_EXERCISE DESCRIPTION:_ Search the records for the string "ProcessView" and copy every line in which it appears.

[Stored items]
+--

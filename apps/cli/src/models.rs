//! Request and response bodies of the control server, as the CLI reads them

use std::collections::BTreeMap;

use serde::{Deserialize, Serialize};
use serde_json::Value;

/// Body of `POST /enqueue`
#[derive(Debug, Clone, Default, Serialize)]
pub struct EnqueueRequest {
    pub args: Vec<String>,
    #[serde(skip_serializing_if = "Option::is_none")]
    pub queue: Option<String>,
    #[serde(skip_serializing_if = "Option::is_none")]
    pub client: Option<String>,
    pub wait: bool,
    #[serde(skip_serializing_if = "Option::is_none")]
    pub id: Option<String>,
}

/// One job record
#[derive(Debug, Clone, Deserialize, Serialize)]
pub struct JobView {
    pub id: String,
    pub queue: String,
    pub status: String,
    pub task: String,
    #[serde(default)]
    pub args: Vec<String>,
    #[serde(default)]
    pub client: String,
    #[serde(default)]
    pub parent_id: Option<String>,
    #[serde(default)]
    pub children_ids: Vec<String>,
    #[serde(default)]
    pub error: Option<String>,
    #[serde(default)]
    pub output: Option<String>,
    #[serde(default)]
    pub created_at: Option<String>,
    #[serde(default)]
    pub finished_at: Option<String>,
}

impl JobView {
    pub fn is_success(&self) -> bool {
        self.status == "finished"
    }

    pub fn is_terminal(&self) -> bool {
        matches!(self.status.as_str(), "finished" | "failed" | "cancelled")
    }
}

#[derive(Debug, Clone, Deserialize, Serialize)]
pub struct QueueView {
    pub queue: String,
    pub running: usize,
    pub queued: usize,
    pub limit: usize,
}

#[derive(Debug, Clone, Default, Deserialize, Serialize)]
pub struct ProcessView {
    pub uptime_secs: u64,
    #[serde(default)]
    pub memory_bytes: Option<u64>,
    #[serde(default)]
    pub cpu_usage_percent: Option<f32>,
    #[serde(default)]
    pub cpu_time_secs: Option<f64>,
    #[serde(default)]
    pub pid: Option<u32>,
}

/// Body of `GET /status`
#[derive(Debug, Clone, Deserialize, Serialize)]
pub struct DaemonStatus {
    pub running: Vec<String>,
    pub queued: Vec<String>,
    pub finished: Vec<String>,
    #[serde(default)]
    pub queues: Vec<QueueView>,
    pub total: usize,
    pub pool_size: usize,
    #[serde(default)]
    pub shutting_down: bool,
    #[serde(default)]
    pub process: ProcessView,
}

#[derive(Debug, Clone, Deserialize, Serialize)]
pub struct KillSummary {
    pub id: String,
    pub killed: usize,
}

#[derive(Debug, Clone, Deserialize, Serialize)]
pub struct StopSummary {
    pub cancelled: usize,
    pub stopping: bool,
}

#[derive(Debug, Clone, Deserialize, Serialize)]
pub struct ReloadSummary {
    pub dropped: usize,
    pub loaded: Vec<String>,
    #[serde(default)]
    pub errors: Vec<BTreeMap<String, Value>>,
}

+--

_RESULT:_
pub struct ProcessView {
    pub process: ProcessView,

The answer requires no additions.